Segment Start: Dataset

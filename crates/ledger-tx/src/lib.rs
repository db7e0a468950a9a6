//! # Ledger Tx
//!
//! The transaction API: decode raw transactions, resolve their message,
//! validate it, and route it to the handler registered for its path.
//!
//! ## Overview
//!
//! - **Envelope**: [`Tx`] carries exactly one message, optional fees, an
//!   optional preimage, and any number of signatures
//! - **Messages**: [`Msg`] is the closed set of message kinds, each with a
//!   wire tag and a routing path such as `cash/send`
//! - **Sign bytes**: [`Tx::sign_bytes`] is the canonical encoding without
//!   signatures, identical before and after signing
//! - **Dispatch**: [`Dispatcher`] runs size limit, decode, validation and
//!   routing, returning a typed [`DispatchError`] on any failure
//!
//! ## Usage
//!
//! ```rust,no_run
//! use std::sync::Arc;
//!
//! use ledger_tx::core::msg::SendMsg;
//! use ledger_tx::{DeliverResult, Dispatcher, DispatcherConfig, Handler, Msg, Router, Tx};
//!
//! struct Bank;
//!
//! #[async_trait::async_trait]
//! impl Handler for Bank {
//!     async fn deliver(&self, _tx: &Tx, msg: &Msg) -> anyhow::Result<DeliverResult> {
//!         Ok(DeliverResult { log: format!("executed {}", msg.path()), ..Default::default() })
//!     }
//! }
//!
//! async fn example(raw: &[u8]) -> ledger_tx::Result<()> {
//!     let mut router = Router::new();
//!     router.route::<SendMsg>(Arc::new(Bank))?;
//!
//!     let dispatcher = Dispatcher::new(router, DispatcherConfig::default());
//!     let result = dispatcher.deliver_tx(raw).await?;
//!     println!("{}", result.log);
//!     Ok(())
//! }
//! ```
//!
//! ## Re-exports
//!
//! - `ledger_tx::core` - Envelope, messages, canonical encoding, validation

pub mod dispatcher;
pub mod error;

// Re-export component crates
pub use ledger_tx_core as core;

// Re-export main types for convenience
pub use dispatcher::{DeliverResult, Dispatcher, DispatcherConfig, Handler, Router};
pub use error::{DispatchError, Result};

// Re-export commonly used core types
pub use ledger_tx_core::{
    decode_tx, Address, Coin, CoreError, FeeInfo, Message, Msg, StdSignature, Sum, Tx, TxBuilder,
    ValidationError,
};
//! Identity tokens: human-readable ids bound to an owner, with chain addresses.

use bytes::Bytes;
use ciborium::value::Value;
use serde::{Deserialize, Serialize};

use crate::canonical::{bytes_value, entry, Fields};
use crate::error::{CoreError, ValidationError};
use crate::msg::Message;
use crate::types::Address;
use crate::validation::{validate_chain_address_mutation, validate_issue_token};

/// An address on an external chain.
#[derive(Debug, Clone, PartialEq, Eq, Default, Serialize, Deserialize)]
pub struct ChainAddress {
    pub chain_id: Bytes,
    pub address: Bytes,
}

/// Extra data attached to an identity token.
#[derive(Debug, Clone, PartialEq, Eq, Default, Serialize, Deserialize)]
pub struct TokenDetails {
    pub addresses: Vec<ChainAddress>,
}

impl TokenDetails {
    fn to_value(&self) -> Value {
        let addresses = self
            .addresses
            .iter()
            .map(|a| {
                Value::Map(vec![
                    entry(0, bytes_value(&a.chain_id)),
                    entry(1, bytes_value(&a.address)),
                ])
            })
            .collect();
        Value::Map(vec![entry(0, Value::Array(addresses))])
    }

    fn from_value(value: &Value) -> Result<Self, CoreError> {
        let fields = Fields::new(value, "token_details")?;
        let addresses = fields
            .array(0)?
            .iter()
            .map(|v| {
                let f = Fields::new(v, "chain_address")?;
                Ok(ChainAddress {
                    chain_id: f.bytes(0)?,
                    address: f.bytes(1)?,
                })
            })
            .collect::<Result<Vec<_>, CoreError>>()?;
        Ok(Self { addresses })
    }
}

/// Issue a new identity token to `owner`.
#[derive(Debug, Clone, PartialEq, Eq, Serialize, Deserialize)]
pub struct IssueTokenMsg {
    pub owner: Address,
    /// The human-readable identifier, e.g. `alice@example.com`.
    pub id: Bytes,
    pub details: TokenDetails,
}

impl Message for IssueTokenMsg {
    const TAG: u64 = 8;
    const PATH: &'static str = "nft/username/issue";

    fn validate(&self) -> Result<(), ValidationError> {
        validate_issue_token(self)
    }

    fn to_value(&self) -> Value {
        Value::Map(vec![
            entry(0, bytes_value(&self.owner.0)),
            entry(1, bytes_value(&self.id)),
            entry(2, self.details.to_value()),
        ])
    }

    fn from_value(value: &Value) -> Result<Self, CoreError> {
        let fields = Fields::new(value, "issue_username")?;
        Ok(Self {
            owner: Address(fields.bytes(0)?),
            id: fields.bytes(1)?,
            details: TokenDetails::from_value(fields.required(2)?)?,
        })
    }
}

fn chain_address_to_value(id: &[u8], chain_id: &[u8], address: &[u8]) -> Value {
    Value::Map(vec![
        entry(0, bytes_value(id)),
        entry(1, bytes_value(chain_id)),
        entry(2, bytes_value(address)),
    ])
}

fn chain_address_from_value(
    value: &Value,
    ctx: &'static str,
) -> Result<(Bytes, Bytes, Bytes), CoreError> {
    let fields = Fields::new(value, ctx)?;
    Ok((fields.bytes(0)?, fields.bytes(1)?, fields.bytes(2)?))
}

/// Attach an external chain address to an identity token.
#[derive(Debug, Clone, PartialEq, Eq, Serialize, Deserialize)]
pub struct AddChainAddressMsg {
    pub id: Bytes,
    pub chain_id: Bytes,
    pub address: Bytes,
}

impl Message for AddChainAddressMsg {
    const TAG: u64 = 9;
    const PATH: &'static str = "nft/username/address/add";

    fn validate(&self) -> Result<(), ValidationError> {
        validate_chain_address_mutation(&self.id, &self.chain_id, &self.address)
    }

    fn to_value(&self) -> Value {
        chain_address_to_value(&self.id, &self.chain_id, &self.address)
    }

    fn from_value(value: &Value) -> Result<Self, CoreError> {
        let (id, chain_id, address) = chain_address_from_value(value, "add_chain_address")?;
        Ok(Self {
            id,
            chain_id,
            address,
        })
    }
}

/// Detach an external chain address from an identity token.
#[derive(Debug, Clone, PartialEq, Eq, Serialize, Deserialize)]
pub struct RemoveChainAddressMsg {
    pub id: Bytes,
    pub chain_id: Bytes,
    pub address: Bytes,
}

impl Message for RemoveChainAddressMsg {
    const TAG: u64 = 10;
    const PATH: &'static str = "nft/username/address/remove";

    fn validate(&self) -> Result<(), ValidationError> {
        validate_chain_address_mutation(&self.id, &self.chain_id, &self.address)
    }

    fn to_value(&self) -> Value {
        chain_address_to_value(&self.id, &self.chain_id, &self.address)
    }

    fn from_value(value: &Value) -> Result<Self, CoreError> {
        let (id, chain_id, address) = chain_address_from_value(value, "remove_chain_address")?;
        Ok(Self {
            id,
            chain_id,
            address,
        })
    }
}

#[cfg(test)]
mod tests {
    use super::*;
    use crate::types::ADDRESS_LEN;

    fn add(id: &'static [u8], chain_id: &'static [u8], address: &'static [u8]) -> AddChainAddressMsg {
        AddChainAddressMsg {
            id: Bytes::from_static(id),
            chain_id: Bytes::from_static(chain_id),
            address: Bytes::from_static(address),
        }
    }

    fn remove(
        id: &'static [u8],
        chain_id: &'static [u8],
        address: &'static [u8],
    ) -> RemoveChainAddressMsg {
        RemoveChainAddressMsg {
            id: Bytes::from_static(id),
            chain_id: Bytes::from_static(chain_id),
            address: Bytes::from_static(address),
        }
    }

    #[test]
    fn test_issue_token_validate() {
        let msg = IssueTokenMsg {
            owner: Address::from([0xa1; ADDRESS_LEN]),
            id: Bytes::from_static(b"alice@example.com"),
            details: TokenDetails::default(),
        };
        assert!(msg.validate().is_ok());

        let bad = IssueTokenMsg {
            id: Bytes::from_static(b"foo*bar"),
            ..msg
        };
        assert!(matches!(
            bad.validate(),
            Err(ValidationError::ForbiddenCharacter { .. })
        ));
    }

    #[test]
    fn test_add_chain_address_validate() {
        assert!(add(b"me@example.com", b"myChain", b"myChainAddress").validate().is_ok());
        assert_eq!(
            add(b"me@example.com", b"myChain", b"").validate(),
            Err(ValidationError::MissingField("address"))
        );
        assert_eq!(
            add(b"", b"myChain", b"myChainAddress").validate(),
            Err(ValidationError::MissingField("id"))
        );
        assert_eq!(
            add(b"me@example.com", b"", b"myChainAddress").validate(),
            Err(ValidationError::MissingField("chain_id"))
        );
    }

    #[test]
    fn test_remove_chain_address_validate() {
        assert!(remove(b"me@example.com", b"myChain", b"myChainAddress").validate().is_ok());
        assert_eq!(
            remove(b"me@example.com", b"myChain", b"").validate(),
            Err(ValidationError::MissingField("address"))
        );
        assert_eq!(
            remove(b"", b"myChain", b"myChainAddress").validate(),
            Err(ValidationError::MissingField("id"))
        );
        assert_eq!(
            remove(b"me@example.com", b"", b"myChainAddress").validate(),
            Err(ValidationError::MissingField("chain_id"))
        );
    }

    #[test]
    fn test_details_roundtrip() {
        let msg = IssueTokenMsg {
            owner: Address::from([0xa1; ADDRESS_LEN]),
            id: Bytes::from_static(b"@iov_official"),
            details: TokenDetails {
                addresses: vec![ChainAddress {
                    chain_id: Bytes::from_static(b"ethereum"),
                    address: Bytes::from_static(b"0xdeadbeef"),
                }],
            },
        };
        assert_eq!(IssueTokenMsg::from_value(&msg.to_value()).unwrap(), msg);
    }

    #[test]
    fn test_add_and_remove_share_layout() {
        let a = add(b"me@example.com", b"myChain", b"myChainAddress");
        let r = remove(b"me@example.com", b"myChain", b"myChainAddress");
        assert_eq!(a.to_value(), r.to_value());
        assert_ne!(AddChainAddressMsg::TAG, RemoveChainAddressMsg::TAG);
    }
}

Segment End: Dataset

*Exercise brief*: Beginning of the records through the line with "and after signing": return that span exactly and stop there.

*Exercise answer*:
filename crates/ledger-tx/src/lib.rs
repository db7e0a468950a9a6
//! # Ledger Tx
//!
//! The transaction API: decode raw transactions, resolve their message,
//! validate it, and route it to the handler registered for its path.
//!
//! ## Overview
//!
//! - **Envelope**: [`Tx`] carries exactly one message, optional fees, an
//!   optional preimage, and any number of signatures
//! - **Messages**: [`Msg`] is the closed set of message kinds, each with a
//!   wire tag and a routing path such as `cash/send`
//! - **Sign bytes**: [`Tx::sign_bytes`] is the canonical encoding without
//!   signatures, identical before and after signing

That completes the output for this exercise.